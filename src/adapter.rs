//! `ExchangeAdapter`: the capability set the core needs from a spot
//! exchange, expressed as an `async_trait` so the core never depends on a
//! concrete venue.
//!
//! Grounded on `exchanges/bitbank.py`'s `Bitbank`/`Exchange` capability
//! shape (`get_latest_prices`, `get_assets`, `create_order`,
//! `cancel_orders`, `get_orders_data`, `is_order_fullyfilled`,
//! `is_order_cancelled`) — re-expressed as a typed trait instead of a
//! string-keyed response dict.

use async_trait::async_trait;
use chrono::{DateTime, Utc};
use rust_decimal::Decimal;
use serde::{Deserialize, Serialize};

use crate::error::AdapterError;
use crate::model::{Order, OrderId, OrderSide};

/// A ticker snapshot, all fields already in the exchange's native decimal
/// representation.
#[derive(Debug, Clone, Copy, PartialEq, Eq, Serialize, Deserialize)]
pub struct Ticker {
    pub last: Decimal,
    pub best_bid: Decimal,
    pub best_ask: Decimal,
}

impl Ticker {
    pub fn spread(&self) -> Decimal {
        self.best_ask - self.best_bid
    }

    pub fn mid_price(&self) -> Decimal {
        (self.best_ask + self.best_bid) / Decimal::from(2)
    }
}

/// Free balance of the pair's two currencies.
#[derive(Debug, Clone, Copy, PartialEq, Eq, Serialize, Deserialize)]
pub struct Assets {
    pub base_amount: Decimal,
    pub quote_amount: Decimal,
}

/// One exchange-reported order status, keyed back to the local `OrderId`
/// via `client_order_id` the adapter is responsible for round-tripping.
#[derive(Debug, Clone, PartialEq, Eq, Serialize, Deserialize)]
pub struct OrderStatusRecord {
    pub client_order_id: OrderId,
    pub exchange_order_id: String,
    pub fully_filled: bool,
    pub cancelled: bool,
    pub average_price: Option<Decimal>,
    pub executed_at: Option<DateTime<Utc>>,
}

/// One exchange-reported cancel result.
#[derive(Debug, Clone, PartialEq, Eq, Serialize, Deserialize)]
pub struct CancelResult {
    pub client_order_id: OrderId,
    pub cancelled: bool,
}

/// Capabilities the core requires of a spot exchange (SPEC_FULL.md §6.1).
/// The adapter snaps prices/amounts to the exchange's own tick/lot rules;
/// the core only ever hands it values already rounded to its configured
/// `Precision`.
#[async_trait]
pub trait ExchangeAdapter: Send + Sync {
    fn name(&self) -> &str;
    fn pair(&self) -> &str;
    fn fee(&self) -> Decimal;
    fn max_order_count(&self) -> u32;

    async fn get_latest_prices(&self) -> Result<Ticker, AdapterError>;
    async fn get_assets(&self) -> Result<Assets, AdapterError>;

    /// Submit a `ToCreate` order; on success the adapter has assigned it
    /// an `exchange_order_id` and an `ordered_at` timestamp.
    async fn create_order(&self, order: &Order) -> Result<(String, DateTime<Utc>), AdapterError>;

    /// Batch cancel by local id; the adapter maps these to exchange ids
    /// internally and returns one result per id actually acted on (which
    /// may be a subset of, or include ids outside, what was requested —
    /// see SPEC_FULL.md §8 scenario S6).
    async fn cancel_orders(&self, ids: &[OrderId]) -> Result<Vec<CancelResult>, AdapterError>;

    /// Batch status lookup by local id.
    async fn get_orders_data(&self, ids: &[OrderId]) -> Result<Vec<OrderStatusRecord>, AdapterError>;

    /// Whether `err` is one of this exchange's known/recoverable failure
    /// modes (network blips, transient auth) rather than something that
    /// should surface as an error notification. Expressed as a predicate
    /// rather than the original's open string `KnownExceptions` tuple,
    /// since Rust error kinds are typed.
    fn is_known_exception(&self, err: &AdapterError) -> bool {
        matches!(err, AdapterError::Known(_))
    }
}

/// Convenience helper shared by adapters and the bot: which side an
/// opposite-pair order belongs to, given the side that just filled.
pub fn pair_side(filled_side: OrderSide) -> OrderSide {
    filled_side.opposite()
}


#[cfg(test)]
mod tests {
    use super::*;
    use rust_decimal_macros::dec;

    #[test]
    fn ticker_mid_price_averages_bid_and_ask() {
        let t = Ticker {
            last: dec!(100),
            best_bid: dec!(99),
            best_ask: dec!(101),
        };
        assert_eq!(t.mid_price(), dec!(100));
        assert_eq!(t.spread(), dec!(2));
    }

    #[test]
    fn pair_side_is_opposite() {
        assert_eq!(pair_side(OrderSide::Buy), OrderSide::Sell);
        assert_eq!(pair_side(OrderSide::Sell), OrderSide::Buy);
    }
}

****************************************

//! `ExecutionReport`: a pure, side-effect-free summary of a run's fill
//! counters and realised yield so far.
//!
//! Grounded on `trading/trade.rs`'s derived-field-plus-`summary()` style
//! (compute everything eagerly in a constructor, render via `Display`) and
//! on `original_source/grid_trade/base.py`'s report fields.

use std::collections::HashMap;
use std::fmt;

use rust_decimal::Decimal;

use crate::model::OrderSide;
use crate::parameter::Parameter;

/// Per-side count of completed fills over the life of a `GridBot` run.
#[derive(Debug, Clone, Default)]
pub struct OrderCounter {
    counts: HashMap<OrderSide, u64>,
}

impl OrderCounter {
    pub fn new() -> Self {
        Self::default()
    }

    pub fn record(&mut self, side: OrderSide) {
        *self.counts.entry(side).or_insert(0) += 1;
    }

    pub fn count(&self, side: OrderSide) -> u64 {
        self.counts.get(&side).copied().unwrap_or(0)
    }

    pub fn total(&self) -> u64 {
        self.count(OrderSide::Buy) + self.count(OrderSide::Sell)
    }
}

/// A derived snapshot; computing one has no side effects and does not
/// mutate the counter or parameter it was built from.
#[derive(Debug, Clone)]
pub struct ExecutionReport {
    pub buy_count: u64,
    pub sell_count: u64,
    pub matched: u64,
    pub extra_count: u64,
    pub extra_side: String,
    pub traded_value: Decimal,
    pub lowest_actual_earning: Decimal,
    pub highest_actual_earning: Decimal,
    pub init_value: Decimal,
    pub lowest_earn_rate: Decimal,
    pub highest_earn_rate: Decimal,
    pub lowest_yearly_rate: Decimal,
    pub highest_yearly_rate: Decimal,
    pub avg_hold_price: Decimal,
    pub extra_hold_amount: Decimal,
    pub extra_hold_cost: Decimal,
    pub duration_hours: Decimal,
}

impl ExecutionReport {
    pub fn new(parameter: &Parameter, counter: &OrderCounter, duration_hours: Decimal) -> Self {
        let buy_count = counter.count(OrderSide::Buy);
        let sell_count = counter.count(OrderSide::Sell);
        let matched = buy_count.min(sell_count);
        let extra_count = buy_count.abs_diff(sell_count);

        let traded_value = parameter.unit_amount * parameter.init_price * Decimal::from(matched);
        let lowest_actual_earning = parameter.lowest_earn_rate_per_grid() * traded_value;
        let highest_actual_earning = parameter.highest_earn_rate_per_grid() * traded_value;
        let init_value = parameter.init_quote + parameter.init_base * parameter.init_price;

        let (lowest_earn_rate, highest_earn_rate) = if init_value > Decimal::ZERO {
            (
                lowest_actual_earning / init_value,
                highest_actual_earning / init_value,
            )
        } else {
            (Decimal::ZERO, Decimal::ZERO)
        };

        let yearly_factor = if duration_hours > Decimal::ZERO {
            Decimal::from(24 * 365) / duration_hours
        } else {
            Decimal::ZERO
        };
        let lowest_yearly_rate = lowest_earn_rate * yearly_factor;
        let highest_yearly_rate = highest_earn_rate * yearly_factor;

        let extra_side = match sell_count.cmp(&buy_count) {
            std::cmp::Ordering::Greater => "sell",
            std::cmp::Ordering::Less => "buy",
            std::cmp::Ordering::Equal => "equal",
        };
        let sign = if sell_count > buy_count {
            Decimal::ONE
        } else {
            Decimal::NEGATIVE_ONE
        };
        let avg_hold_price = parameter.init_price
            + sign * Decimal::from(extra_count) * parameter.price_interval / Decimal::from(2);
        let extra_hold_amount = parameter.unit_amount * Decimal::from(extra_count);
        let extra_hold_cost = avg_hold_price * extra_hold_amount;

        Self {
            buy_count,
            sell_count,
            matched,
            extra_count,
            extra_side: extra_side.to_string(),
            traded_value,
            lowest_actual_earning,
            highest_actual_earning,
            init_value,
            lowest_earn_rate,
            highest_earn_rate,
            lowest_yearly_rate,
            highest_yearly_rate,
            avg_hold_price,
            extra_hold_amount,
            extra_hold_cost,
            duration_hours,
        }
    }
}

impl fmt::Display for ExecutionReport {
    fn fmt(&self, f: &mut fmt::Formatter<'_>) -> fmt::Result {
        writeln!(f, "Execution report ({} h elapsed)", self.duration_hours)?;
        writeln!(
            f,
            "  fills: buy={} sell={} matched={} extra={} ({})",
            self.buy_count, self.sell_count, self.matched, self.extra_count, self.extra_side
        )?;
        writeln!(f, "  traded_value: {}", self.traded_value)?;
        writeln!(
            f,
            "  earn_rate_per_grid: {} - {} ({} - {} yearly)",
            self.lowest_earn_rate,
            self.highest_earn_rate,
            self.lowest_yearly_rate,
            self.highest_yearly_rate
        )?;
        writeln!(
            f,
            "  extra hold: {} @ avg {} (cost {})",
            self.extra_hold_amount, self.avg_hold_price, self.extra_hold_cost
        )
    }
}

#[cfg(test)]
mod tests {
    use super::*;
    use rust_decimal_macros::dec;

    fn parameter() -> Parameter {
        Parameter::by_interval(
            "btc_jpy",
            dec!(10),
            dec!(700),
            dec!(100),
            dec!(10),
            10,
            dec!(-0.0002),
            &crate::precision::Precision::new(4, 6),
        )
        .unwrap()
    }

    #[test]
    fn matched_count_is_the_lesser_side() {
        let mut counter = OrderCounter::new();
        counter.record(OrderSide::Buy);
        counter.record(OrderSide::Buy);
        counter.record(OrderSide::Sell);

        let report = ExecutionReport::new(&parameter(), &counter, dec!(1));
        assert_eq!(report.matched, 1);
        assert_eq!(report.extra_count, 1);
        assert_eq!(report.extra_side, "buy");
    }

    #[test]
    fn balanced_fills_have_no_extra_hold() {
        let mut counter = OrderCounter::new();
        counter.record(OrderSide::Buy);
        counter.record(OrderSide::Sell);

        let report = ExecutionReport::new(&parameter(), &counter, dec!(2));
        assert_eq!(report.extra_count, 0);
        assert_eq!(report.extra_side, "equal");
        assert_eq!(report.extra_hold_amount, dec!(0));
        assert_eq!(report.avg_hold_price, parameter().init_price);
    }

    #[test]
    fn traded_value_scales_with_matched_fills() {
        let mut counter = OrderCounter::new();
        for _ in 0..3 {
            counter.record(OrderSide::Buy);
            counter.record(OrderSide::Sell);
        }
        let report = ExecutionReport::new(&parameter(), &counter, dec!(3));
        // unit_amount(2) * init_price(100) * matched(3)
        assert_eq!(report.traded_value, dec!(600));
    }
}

****************************************

In the listing above, find the line holding "filename src/adapter.rs" and the line holding "pair's two currencies.", then output those two lines and every line between them exactly.

* [The answer]
filename src/adapter.rs
//! `ExchangeAdapter`: the capability set the core needs from a spot
//! exchange, expressed as an `async_trait` so the core never depends on a
//! concrete venue.
//!
//! Grounded on `exchanges/bitbank.py`'s `Bitbank`/`Exchange` capability
//! shape (`get_latest_prices`, `get_assets`, `create_order`,
//! `cancel_orders`, `get_orders_data`, `is_order_fullyfilled`,
//! `is_order_cancelled`) — re-expressed as a typed trait instead of a
//! string-keyed response dict.

use async_trait::async_trait;
use chrono::{DateTime, Utc};
use rust_decimal::Decimal;
use serde::{Deserialize, Serialize};

use crate::error::AdapterError;
use crate::model::{Order, OrderId, OrderSide};

/// A ticker snapshot, all fields already in the exchange's native decimal
/// representation.
#[derive(Debug, Clone, Copy, PartialEq, Eq, Serialize, Deserialize)]
pub struct Ticker {
    pub last: Decimal,
    pub best_bid: Decimal,
    pub best_ask: Decimal,
}

impl Ticker {
    pub fn spread(&self) -> Decimal {
        self.best_ask - self.best_bid
    }

    pub fn mid_price(&self) -> Decimal {
        (self.best_ask + self.best_bid) / Decimal::from(2)
    }
}

/// Free balance of the pair's two currencies.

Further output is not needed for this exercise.